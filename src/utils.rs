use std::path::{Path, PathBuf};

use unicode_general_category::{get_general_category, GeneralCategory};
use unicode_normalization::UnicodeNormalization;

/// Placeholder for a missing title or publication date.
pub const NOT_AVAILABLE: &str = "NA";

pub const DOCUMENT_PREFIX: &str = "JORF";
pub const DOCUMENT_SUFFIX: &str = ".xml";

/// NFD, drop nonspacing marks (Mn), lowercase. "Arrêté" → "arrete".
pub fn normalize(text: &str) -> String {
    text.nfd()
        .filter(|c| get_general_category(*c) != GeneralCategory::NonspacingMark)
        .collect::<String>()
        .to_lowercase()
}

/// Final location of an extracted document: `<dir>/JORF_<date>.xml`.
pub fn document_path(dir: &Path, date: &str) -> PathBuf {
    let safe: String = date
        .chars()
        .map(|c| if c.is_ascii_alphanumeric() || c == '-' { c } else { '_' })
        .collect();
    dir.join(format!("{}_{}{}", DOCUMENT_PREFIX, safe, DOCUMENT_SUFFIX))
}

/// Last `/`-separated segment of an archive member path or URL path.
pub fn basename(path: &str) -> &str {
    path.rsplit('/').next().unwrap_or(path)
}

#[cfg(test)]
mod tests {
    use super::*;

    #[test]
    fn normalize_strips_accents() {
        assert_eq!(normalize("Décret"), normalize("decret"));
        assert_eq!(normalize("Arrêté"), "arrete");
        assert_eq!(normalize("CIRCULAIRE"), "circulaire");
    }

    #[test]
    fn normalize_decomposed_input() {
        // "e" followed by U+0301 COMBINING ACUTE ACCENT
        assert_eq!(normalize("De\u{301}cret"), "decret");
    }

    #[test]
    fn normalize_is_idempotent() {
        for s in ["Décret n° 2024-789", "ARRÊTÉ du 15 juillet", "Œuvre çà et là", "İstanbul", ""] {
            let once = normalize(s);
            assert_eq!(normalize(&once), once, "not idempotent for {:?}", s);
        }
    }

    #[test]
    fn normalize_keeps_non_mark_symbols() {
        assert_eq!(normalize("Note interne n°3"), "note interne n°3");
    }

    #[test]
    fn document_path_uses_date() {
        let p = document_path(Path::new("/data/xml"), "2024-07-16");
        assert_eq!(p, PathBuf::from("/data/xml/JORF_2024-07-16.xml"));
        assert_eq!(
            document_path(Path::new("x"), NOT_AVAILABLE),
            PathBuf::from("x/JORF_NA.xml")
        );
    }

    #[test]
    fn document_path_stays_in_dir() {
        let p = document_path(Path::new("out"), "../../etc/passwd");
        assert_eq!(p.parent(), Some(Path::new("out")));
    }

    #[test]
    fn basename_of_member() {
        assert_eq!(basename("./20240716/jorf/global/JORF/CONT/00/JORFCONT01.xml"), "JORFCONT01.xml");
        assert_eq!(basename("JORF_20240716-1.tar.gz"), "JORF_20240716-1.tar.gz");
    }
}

----------

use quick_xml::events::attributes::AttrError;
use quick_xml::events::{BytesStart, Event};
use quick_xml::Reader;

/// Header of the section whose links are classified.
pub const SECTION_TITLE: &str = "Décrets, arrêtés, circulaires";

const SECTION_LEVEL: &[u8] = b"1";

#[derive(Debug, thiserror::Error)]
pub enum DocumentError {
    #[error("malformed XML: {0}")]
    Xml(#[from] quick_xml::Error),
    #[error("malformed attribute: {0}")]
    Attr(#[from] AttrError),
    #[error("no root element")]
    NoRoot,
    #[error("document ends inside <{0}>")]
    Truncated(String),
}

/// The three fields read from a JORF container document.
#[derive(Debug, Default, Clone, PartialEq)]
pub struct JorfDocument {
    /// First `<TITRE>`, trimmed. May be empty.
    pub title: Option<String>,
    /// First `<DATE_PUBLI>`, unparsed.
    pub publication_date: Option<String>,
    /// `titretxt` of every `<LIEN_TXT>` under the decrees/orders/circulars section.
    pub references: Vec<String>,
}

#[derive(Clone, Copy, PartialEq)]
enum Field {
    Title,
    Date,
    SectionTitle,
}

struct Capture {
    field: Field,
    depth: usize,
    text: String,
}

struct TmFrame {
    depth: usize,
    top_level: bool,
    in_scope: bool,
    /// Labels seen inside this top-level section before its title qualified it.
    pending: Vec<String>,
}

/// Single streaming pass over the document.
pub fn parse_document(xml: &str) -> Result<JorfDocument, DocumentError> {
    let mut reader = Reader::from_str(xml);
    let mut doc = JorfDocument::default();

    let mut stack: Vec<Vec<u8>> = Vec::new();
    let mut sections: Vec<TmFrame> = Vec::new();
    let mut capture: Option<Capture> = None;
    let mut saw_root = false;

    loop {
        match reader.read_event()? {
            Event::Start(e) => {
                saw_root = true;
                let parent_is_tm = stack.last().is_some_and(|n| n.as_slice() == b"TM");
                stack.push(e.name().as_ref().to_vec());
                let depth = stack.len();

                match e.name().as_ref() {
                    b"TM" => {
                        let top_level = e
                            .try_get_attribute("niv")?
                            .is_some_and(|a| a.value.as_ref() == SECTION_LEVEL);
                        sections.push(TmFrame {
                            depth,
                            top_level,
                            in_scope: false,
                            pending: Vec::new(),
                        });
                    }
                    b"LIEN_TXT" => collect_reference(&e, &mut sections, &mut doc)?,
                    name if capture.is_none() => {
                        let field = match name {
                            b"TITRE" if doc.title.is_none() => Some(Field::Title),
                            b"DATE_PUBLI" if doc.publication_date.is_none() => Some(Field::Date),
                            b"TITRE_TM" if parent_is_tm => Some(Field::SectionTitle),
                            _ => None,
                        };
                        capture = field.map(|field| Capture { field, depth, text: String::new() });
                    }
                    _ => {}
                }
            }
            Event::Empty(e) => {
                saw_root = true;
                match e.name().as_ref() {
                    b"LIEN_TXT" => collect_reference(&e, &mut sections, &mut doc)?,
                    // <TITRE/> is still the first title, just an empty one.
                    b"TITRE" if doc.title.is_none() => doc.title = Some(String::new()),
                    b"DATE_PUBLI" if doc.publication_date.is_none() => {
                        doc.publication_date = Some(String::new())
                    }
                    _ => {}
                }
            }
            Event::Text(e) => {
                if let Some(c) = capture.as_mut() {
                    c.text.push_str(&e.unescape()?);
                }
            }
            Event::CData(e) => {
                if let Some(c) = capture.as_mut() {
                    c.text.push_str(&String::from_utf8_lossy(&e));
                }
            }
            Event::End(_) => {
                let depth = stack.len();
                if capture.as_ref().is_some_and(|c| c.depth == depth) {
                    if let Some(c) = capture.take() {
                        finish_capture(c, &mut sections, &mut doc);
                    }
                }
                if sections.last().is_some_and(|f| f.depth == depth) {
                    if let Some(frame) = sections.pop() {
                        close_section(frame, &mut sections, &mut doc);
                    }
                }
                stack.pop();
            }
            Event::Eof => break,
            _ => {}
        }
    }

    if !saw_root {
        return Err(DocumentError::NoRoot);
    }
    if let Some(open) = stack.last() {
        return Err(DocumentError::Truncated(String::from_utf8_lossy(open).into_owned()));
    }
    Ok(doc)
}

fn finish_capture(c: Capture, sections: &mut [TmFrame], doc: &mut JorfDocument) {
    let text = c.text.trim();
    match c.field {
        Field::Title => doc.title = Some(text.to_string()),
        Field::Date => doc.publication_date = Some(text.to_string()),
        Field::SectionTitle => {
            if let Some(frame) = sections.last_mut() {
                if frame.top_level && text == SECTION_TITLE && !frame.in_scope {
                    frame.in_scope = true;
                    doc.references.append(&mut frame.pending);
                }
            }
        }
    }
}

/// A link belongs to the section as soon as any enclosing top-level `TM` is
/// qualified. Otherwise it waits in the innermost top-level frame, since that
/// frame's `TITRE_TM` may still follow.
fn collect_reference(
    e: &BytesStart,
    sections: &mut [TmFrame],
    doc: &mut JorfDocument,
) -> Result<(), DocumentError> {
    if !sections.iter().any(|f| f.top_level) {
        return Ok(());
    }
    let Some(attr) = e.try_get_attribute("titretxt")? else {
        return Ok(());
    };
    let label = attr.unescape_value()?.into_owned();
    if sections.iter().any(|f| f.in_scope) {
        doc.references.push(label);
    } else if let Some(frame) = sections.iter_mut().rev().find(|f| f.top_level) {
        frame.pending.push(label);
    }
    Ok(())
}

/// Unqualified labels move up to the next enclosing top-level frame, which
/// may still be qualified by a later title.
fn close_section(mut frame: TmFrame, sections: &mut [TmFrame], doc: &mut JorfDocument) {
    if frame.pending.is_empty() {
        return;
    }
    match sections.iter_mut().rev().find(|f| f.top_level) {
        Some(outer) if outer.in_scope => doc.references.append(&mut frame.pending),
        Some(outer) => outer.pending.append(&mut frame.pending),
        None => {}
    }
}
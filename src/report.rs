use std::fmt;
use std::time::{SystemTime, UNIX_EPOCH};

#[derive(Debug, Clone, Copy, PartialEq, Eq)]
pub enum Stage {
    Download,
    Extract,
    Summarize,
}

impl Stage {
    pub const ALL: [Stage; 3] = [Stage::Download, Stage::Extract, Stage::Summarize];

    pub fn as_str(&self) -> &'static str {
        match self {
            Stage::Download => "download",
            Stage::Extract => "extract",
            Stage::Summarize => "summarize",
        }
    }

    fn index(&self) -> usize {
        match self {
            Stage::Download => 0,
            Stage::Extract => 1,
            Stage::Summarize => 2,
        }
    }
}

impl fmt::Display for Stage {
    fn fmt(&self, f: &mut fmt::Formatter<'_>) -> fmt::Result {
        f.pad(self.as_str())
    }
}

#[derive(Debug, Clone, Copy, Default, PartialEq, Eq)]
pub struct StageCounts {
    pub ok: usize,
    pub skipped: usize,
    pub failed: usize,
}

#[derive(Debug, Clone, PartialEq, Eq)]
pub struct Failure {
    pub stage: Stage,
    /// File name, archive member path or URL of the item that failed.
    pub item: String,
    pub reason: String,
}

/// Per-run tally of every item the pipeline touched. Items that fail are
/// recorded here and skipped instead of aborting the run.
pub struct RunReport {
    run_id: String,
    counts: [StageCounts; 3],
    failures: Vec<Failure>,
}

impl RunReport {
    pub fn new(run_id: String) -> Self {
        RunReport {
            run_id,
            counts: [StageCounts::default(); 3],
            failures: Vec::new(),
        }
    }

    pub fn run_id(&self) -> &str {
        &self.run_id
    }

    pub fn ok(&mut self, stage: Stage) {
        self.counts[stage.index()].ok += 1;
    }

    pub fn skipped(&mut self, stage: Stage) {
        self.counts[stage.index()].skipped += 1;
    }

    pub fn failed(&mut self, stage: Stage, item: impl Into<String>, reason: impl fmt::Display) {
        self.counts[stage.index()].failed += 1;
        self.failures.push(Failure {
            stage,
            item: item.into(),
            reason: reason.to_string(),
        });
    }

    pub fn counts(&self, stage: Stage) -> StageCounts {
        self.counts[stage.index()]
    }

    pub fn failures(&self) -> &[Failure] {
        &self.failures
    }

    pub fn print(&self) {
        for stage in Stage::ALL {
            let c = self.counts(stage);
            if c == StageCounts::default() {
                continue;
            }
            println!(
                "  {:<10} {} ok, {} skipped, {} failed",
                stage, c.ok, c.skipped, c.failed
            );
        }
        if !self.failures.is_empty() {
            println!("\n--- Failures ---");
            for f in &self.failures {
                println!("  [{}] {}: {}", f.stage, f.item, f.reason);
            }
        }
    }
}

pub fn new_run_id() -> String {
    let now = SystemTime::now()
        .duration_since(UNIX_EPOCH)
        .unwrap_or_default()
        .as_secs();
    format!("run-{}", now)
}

----------

== What to produce ==
Show every line above in which the word "stack" appears.

== Answer section ==
    let mut stack: Vec<Vec<u8>> = Vec::new();
                let parent_is_tm = stack.last().is_some_and(|n| n.as_slice() == b"TM");
                stack.push(e.name().as_ref().to_vec());
                let depth = stack.len();
                let depth = stack.len();
                stack.pop();
    if let Some(open) = stack.last() {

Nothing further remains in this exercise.